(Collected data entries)
=== Section Start ===
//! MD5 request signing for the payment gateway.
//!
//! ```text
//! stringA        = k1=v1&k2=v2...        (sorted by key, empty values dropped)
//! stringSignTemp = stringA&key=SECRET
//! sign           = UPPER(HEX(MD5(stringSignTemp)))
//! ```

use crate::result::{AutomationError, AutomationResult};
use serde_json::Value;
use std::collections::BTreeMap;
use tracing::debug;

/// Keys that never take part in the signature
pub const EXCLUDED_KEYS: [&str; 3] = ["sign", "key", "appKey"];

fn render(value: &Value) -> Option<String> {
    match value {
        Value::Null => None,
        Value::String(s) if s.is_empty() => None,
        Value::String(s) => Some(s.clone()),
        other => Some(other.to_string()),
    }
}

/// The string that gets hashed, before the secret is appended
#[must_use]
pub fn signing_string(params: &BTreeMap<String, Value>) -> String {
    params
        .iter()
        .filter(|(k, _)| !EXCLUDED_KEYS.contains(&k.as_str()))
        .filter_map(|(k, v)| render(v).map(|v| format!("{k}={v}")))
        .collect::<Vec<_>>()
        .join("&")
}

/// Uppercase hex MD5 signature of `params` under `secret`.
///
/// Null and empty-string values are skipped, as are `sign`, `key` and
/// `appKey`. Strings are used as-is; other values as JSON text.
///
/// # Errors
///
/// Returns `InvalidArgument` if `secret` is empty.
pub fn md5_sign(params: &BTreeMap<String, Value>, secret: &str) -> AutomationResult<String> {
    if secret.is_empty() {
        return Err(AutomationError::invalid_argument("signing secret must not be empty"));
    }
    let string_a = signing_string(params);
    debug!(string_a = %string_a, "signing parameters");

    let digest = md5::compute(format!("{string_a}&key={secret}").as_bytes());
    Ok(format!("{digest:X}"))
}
=== Section End ===
— Your goal —
Please give all the lines above again, exactly as they read.

— Solution —
//! MD5 request signing for the payment gateway.
//!
//! ```text
//! stringA        = k1=v1&k2=v2...        (sorted by key, empty values dropped)
//! stringSignTemp = stringA&key=SECRET
//! sign           = UPPER(HEX(MD5(stringSignTemp)))
//! ```

use crate::result::{AutomationError, AutomationResult};
use serde_json::Value;
use std::collections::BTreeMap;
use tracing::debug;

/// Keys that never take part in the signature
pub const EXCLUDED_KEYS: [&str; 3] = ["sign", "key", "appKey"];

fn render(value: &Value) -> Option<String> {
    match value {
        Value::Null => None,
        Value::String(s) if s.is_empty() => None,
        Value::String(s) => Some(s.clone()),
        other => Some(other.to_string()),
    }
}

/// The string that gets hashed, before the secret is appended
#[must_use]
pub fn signing_string(params: &BTreeMap<String, Value>) -> String {
    params
        .iter()
        .filter(|(k, _)| !EXCLUDED_KEYS.contains(&k.as_str()))
        .filter_map(|(k, v)| render(v).map(|v| format!("{k}={v}")))
        .collect::<Vec<_>>()
        .join("&")
}

/// Uppercase hex MD5 signature of `params` under `secret`.
///
/// Null and empty-string values are skipped, as are `sign`, `key` and
/// `appKey`. Strings are used as-is; other values as JSON text.
///
/// # Errors
///
/// Returns `InvalidArgument` if `secret` is empty.
pub fn md5_sign(params: &BTreeMap<String, Value>, secret: &str) -> AutomationResult<String> {
    if secret.is_empty() {
        return Err(AutomationError::invalid_argument("signing secret must not be empty"));
    }
    let string_a = signing_string(params);
    debug!(string_a = %string_a, "signing parameters");

    let digest = md5::compute(format!("{string_a}&key={secret}").as_bytes());
    Ok(format!("{digest:X}"))
}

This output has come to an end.